На ленинградской почве этот поиск объединяющего личного начала получает несколько иные формы, чем в Москве. Существование ленинградской поэзии как особого, имеющего свое лицо отряда советской поэзии в 20-е и 30-е годы — признанный факт: на Первом съезде писателей ленинградским поэтам посвящен особый доклад. В 30-е годы на творчество ленинградцев влияет положение приграничного города в предвоенную пору (вне этой специфической атмосферы непонятно, к примеру, появление оборонных, красноармейских, спортивных, боевых песен Корнилова). Но жива еще глубинная, старая, от интеллигентского Петербурга идущая специфика. Ленинградские поэты, как правило, лучше владеют стиховой техникой; их отличает особая поэтическая культура и отчетливая книжность и притом — осознанное стремление эту книжность преодолеть. Ни имажинисты, ни футуристы, столь сильные в Москве, не играют здесь решающей роли, зато сильно воздействие символистов и акмеистов, и еще — Николая Тихонова, вождя ленинградской поэзии, чей «праздничный, веселый, бесноватый» стих покоряет молодежь, — его называют «самым умным учеником акмеистов».
Литературная группа «Смена», куда попадает Корнилов, считается ленинградским вариантом московской комсомольской группы «Октябрь». Группа делится на «формалистов» и «натуралистов». Тяга к культуре и одновременно отталкивание от книжной культуры определяют психологический настрой этой среды.
«Коренастый парень с немного нависшими веками над темными, калмыцкого типа глазами, в распахнутом драповом пальтишке, в косоворотке, в кепочке, сдвинутой на самый затылок… сильно, по-волжски окая, просто, не завывая, как тогда было принято» — читает свои стихи:
В стихах Корнилова есть то, чего «сменовцы» добиваются с помощью хитрых акмеистических приемов и изощренной книжности: простая предметность, некнижная жизненность, здоровая свежесть.
Борис Корнилов обретает свое место в литературном мире.
В трех кардинальных ракурсах реализуется его мироощущение: отношение к природе, отношение к миру людей и — отношение к самому себе.
Первые годы пребывания в Ленинграде пронизаны у Корнилова смутным чувством двойного существования: в своем деревянном городке он вспоминает «город каменный» — в каменном городе мечтает о провинциальных пельменях и геранях; в Семенове бредит гумилевскими викингами, радужными парусами и злыми вымпелами; в Ленинграде жалуется: «Мне тяжко… Грохочет проспект, всю душу и думки все вымуча. Приди и скажи нараспев про страшного Змея-Горыныча…»

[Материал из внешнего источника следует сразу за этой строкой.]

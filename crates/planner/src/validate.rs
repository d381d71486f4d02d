//! Strict plan validation with a bounded auto-repair pass.
//!
//! Validation is two-phased: shape (strict deserialization, unknown
//! keys forbidden) and membership (tool / render_instruction against
//! the registry). Repair replaces known enum synonyms and strips
//! placeholder tokens, at most once per turn; anything else fails with
//! a schema error.

use serde_json::Value;

use sv_domain::plan::Plan;
use sv_domain::trace::TraceEvent;
use sv_domain::{Error, Result};

use crate::registry::ToolRegistry;

/// Placeholder tokens some models emit for unknown argument values.
const PLACEHOLDERS: &[&str] = &["<UNKNOWN>", "<unknown>", "N/A", "null", ""];

/// A plan that passed shape and membership validation.
#[derive(Debug, Clone)]
pub struct ValidatedPlan {
    pub plan: Plan,
    /// Whether the repair pass changed anything.
    pub repaired: bool,
}

/// Validate raw planner output against the registry.
///
/// `repair_budget` bounds the auto-repair attempts (at most one per
/// turn; 0 disables repair entirely, the strict brownout mode).
pub fn validate_plan(
    raw: &str,
    registry: &ToolRegistry,
    repair_budget: u32,
) -> Result<ValidatedPlan> {
    let plan = parse_strict(raw)?;

    match check_membership(&plan, registry) {
        Ok(()) => Ok(ValidatedPlan {
            plan,
            repaired: false,
        }),
        Err(first_error) => {
            if repair_budget == 0 {
                return Err(first_error);
            }
            let repaired = repair(plan, registry);
            check_membership(&repaired, registry).map_err(|_| first_error)?;
            Ok(ValidatedPlan {
                plan: repaired,
                repaired: true,
            })
        }
    }
}

fn parse_strict(raw: &str) -> Result<Plan> {
    serde_json::from_str::<Plan>(raw)
        .map_err(|e| Error::Schema(format!("plan failed strict parse: {e}")))
}

fn check_membership(plan: &Plan, registry: &ToolRegistry) -> Result<()> {
    if !registry.is_known_tool(&plan.tool) {
        return Err(Error::Schema(format!("unknown tool \"{}\"", plan.tool)));
    }
    if !registry.is_known_render(&plan.render_instruction) {
        return Err(Error::Schema(format!(
            "unknown render_instruction \"{}\"",
            plan.render_instruction
        )));
    }
    if !(0.0..=1.0).contains(&plan.confidence) {
        return Err(Error::Schema(format!(
            "confidence {} out of [0, 1]",
            plan.confidence
        )));
    }
    Ok(())
}

/// The bounded repair pass: enum synonyms from the registry's fixed
/// maps, placeholder argument removal. Never invents values.
fn repair(mut plan: Plan, registry: &ToolRegistry) -> Plan {
    let mut fixes = 0usize;

    if !registry.is_known_tool(&plan.tool) {
        if let Some(canonical) = registry.tool_synonym(&plan.tool) {
            plan.tool = canonical.to_string();
            fixes += 1;
        }
    }
    if !registry.is_known_render(&plan.render_instruction) {
        if let Some(canonical) = registry.render_synonym(&plan.render_instruction) {
            plan.render_instruction = canonical.to_string();
            fixes += 1;
        }
    }

    let before = plan.args.len();
    plan.args.retain(|_, value| match value {
        Value::String(s) => !PLACEHOLDERS.contains(&s.as_str()),
        Value::Null => false,
        _ => true,
    });
    fixes += before - plan.args.len();

    if fixes > 0 {
        TraceEvent::PlanRepaired {
            tool: plan.tool.clone(),
            fixes,
        }
        .emit();
    }
    plan
}

#[cfg(test)]
mod tests {
    use super::*;

    fn registry() -> ToolRegistry {
        ToolRegistry::from_toml(
            r#"
version = "1"
render_instructions = ["speak", "confirm"]

[[tools]]
name = "none"
kind = "builtin"

[[tools]]
name = "calendar.create"
kind = "http"
endpoint = "http://127.0.0.1:9301/x"

[repair.tool_synonyms]
"calendar.add" = "calendar.create"

[repair.render_synonyms]
"say" = "speak"
"#,
        )
        .unwrap()
    }

    fn plan_json(tool: &str, render: &str) -> String {
        format!(
            r#"{{"intent":"calendar.create","tool":"{tool}","args":{{"when":"2025-03-02T14:00","with":"Anna"}},"render_instruction":"{render}","confidence":0.9,"reason":"booking"}}"#
        )
    }

    #[test]
    fn valid_plan_passes_without_repair() {
        let v = validate_plan(&plan_json("calendar.create", "confirm"), &registry(), 1).unwrap();
        assert!(!v.repaired);
        assert_eq!(v.plan.tool, "calendar.create");
    }

    #[test]
    fn unknown_key_fails_strict_parse() {
        let raw = r#"{"intent":"x","tool":"none","render_instruction":"speak","confidence":1.0,"reason":"","hallucinated":true}"#;
        let err = validate_plan(raw, &registry(), 1).unwrap_err();
        assert!(matches!(err, Error::Schema(_)));
    }

    #[test]
    fn tool_synonym_is_repaired_once() {
        let v = validate_plan(&plan_json("calendar.add", "confirm"), &registry(), 1).unwrap();
        assert!(v.repaired);
        assert_eq!(v.plan.tool, "calendar.create");
    }

    #[test]
    fn render_synonym_is_repaired() {
        let v = validate_plan(&plan_json("calendar.create", "say"), &registry(), 1).unwrap();
        assert!(v.repaired);
        assert_eq!(v.plan.render_instruction, "speak");
    }

    #[test]
    fn unknown_enum_fails_after_one_repair_attempt() {
        let err = validate_plan(&plan_json("rocket.launch", "confirm"), &registry(), 1).unwrap_err();
        assert!(matches!(err, Error::Schema(_)));
        assert!(err.to_string().contains("rocket.launch"));
    }

    #[test]
    fn zero_budget_disables_repair() {
        let err = validate_plan(&plan_json("calendar.add", "confirm"), &registry(), 0).unwrap_err();
        assert!(matches!(err, Error::Schema(_)));
    }

    #[test]
    fn placeholder_args_are_stripped() {
        let raw = r#"{"intent":"calendar.create","tool":"calendar.add","args":{"when":"2025-03-02T14:00","with":"<UNKNOWN>","title":null},"render_instruction":"confirm","confidence":0.9,"reason":""}"#;
        let v = validate_plan(raw, &registry(), 1).unwrap();
        assert!(v.repaired);
        assert!(v.plan.args.contains_key("when"));
        assert!(!v.plan.args.contains_key("with"));
        assert!(!v.plan.args.contains_key("title"));
    }

    #[test]
    fn out_of_range_confidence_is_schema_error() {
        let raw = r#"{"intent":"x","tool":"none","render_instruction":"speak","confidence":1.7,"reason":""}"#;
        let err = validate_plan(raw, &registry(), 1).unwrap_err();
        assert!(err.to_string().contains("confidence"));
    }
}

В непрерывном тоскливом раздумье он ощущает в себе как бы две крови, смешанность начал, «примеси» (задумывается: уж не от печенегов ли?), и, уходя от родных корней, словно рвет от сердца: «Я пошел вперед, не взглянув назад — на соломой покрытые хаты», — но, уйдя от есенинской беззащитно-провинциальной красоты и твердо уже решившись остаться на берегу каменном, — все время чувствует в душе какой-то «нездешний» остаток. Он так и не растворится до конца, этот остаток естества, в каменных кварталах будет давать ощущение неверности, смутной ненадежности, сдвоенности пути, как будто «был и не был», «все люди — как люди, поедут дорогой, а мы пронесем стороной…». Эти строки написаны в 1927 году, когда обаяние столицы еще подстегивает в Корнилове романтическое воображение; через год должна выйти первая книжка, а там — интерес литературной критики, и все кажется: «пронесет стороной!»

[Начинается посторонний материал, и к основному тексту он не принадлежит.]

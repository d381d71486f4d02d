//! Deterministic cache fingerprints.
//!
//! A fingerprint is a SHA-256 over the canonical request fields in a
//! fixed order, keyed under a namespace that encodes the schema and
//! deps versions — bumping either version makes every prior entry
//! unreachable by construction.

use sha2::{Digest, Sha256};

/// Length of the hash prefix used as the key.
const KEY_PREFIX_CHARS: usize = 16;

/// Field separator inside the hashed byte stream. Unit-separator keeps
/// field boundaries unambiguous for any text content.
const SEP: &[u8] = &[0x1f];

/// The canonical fields that uniquely determine a route's input.
///
/// `text` and `context_facts` must already be canonicalized (see
/// [`crate::Canonicalizer`]); the constructor does not re-normalize.
#[derive(Debug, Clone, PartialEq, Eq)]
pub struct CanonicalRequest {
    pub text: String,
    pub intent: String,
    /// Stable-sorted, deduped context facts.
    pub context_facts: Vec<String>,
    pub schema_version: String,
    pub deps_version: String,
    pub locale: String,
    pub persona_mode: String,
    /// Present only for time-sensitive intents (weather, time, news).
    pub time_bucket: Option<String>,
    pub safety_mode: String,
    pub model_id: String,
}

/// A computed fingerprint: the full digest plus the namespaced key used
/// in the backing store.
#[derive(Debug, Clone, PartialEq, Eq, Hash)]
pub struct Fingerprint {
    /// Full hex digest (kept for telemetry content hashing).
    pub digest: String,
    /// Namespaced store key:
    /// `svara:{schema}:{deps}:{intent}:{prefix}`.
    pub key: String,
    pub intent: String,
}

impl CanonicalRequest {
    pub fn fingerprint(&self) -> Fingerprint {
        let mut hasher = Sha256::new();
        // Fixed field order; never reorder without bumping schema_version.
        hasher.update(self.text.as_bytes());
        hasher.update(SEP);
        hasher.update(self.intent.as_bytes());
        hasher.update(SEP);
        for fact in &self.context_facts {
            hasher.update(fact.as_bytes());
            hasher.update(SEP);
        }
        hasher.update(self.schema_version.as_bytes());
        hasher.update(SEP);
        hasher.update(self.deps_version.as_bytes());
        hasher.update(SEP);
        hasher.update(self.locale.as_bytes());
        hasher.update(SEP);
        hasher.update(self.persona_mode.as_bytes());
        hasher.update(SEP);
        if let Some(bucket) = &self.time_bucket {
            hasher.update(bucket.as_bytes());
        }
        hasher.update(SEP);
        hasher.update(self.safety_mode.as_bytes());
        hasher.update(SEP);
        hasher.update(self.model_id.as_bytes());

        let digest = hex::encode(hasher.finalize());
        let key = format!(
            "svara:{}:{}:{}:{}",
            self.schema_version,
            self.deps_version,
            self.intent,
            &digest[..KEY_PREFIX_CHARS]
        );
        Fingerprint {
            digest,
            key,
            intent: self.intent.clone(),
        }
    }
}

impl Fingerprint {
    /// Store-key prefix that covers every entry of one intent under the
    /// current versions. Used for pattern invalidation.
    pub fn intent_prefix(schema_version: &str, deps_version: &str, intent: &str) -> String {
        format!("svara:{schema_version}:{deps_version}:{intent}:")
    }

    /// Store-key prefix covering everything under a version pair.
    pub fn version_prefix(schema_version: &str, deps_version: &str) -> String {
        format!("svara:{schema_version}:{deps_version}:")
    }
}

Не пронесло. В 1929 году первый возбужденный интерес критики к «семеновскому Есенину» сменяется настороженным ожиданием дальнейшего — тут-то, при Великом Переломе, на пике успеха, впервые охватывает Корнилова тайное и смутное отчаяние. Он не умеет осознать этого состояния, он инстинктивно отшатывается в свою оставленную глушь. Его путешествие в природу кажется эпизодом, «охотничьим» антрактом: критики прорабатывают Корнилова за «ремизовщину», и сам он предваряет эти свои «пейзажи» лукаво извиняющейся рубрикой: «Изображение природы». Но понимать эту корниловскую «природу» надо широко; перед нами всеобщее неистребимое и смутно живучее, не поддающееся природное начало, которое лирический герой приносит с собой в мир людей, и продолжает носить в себе, и не может от него освободиться.
«Деревья клубятся клубами — ни сна на пути, ни красы, и ты на зверье над зубами свои поднимаешь усы. Ты видишь прижатые уши, свинячьего глаза свинец. Шатанье слежавшейся туши, обсосанной лапы конец… И грудь перехвачена жаждой, и гнилостный ветер везде, и старые сосны — над каждой по страшной пылает звезде».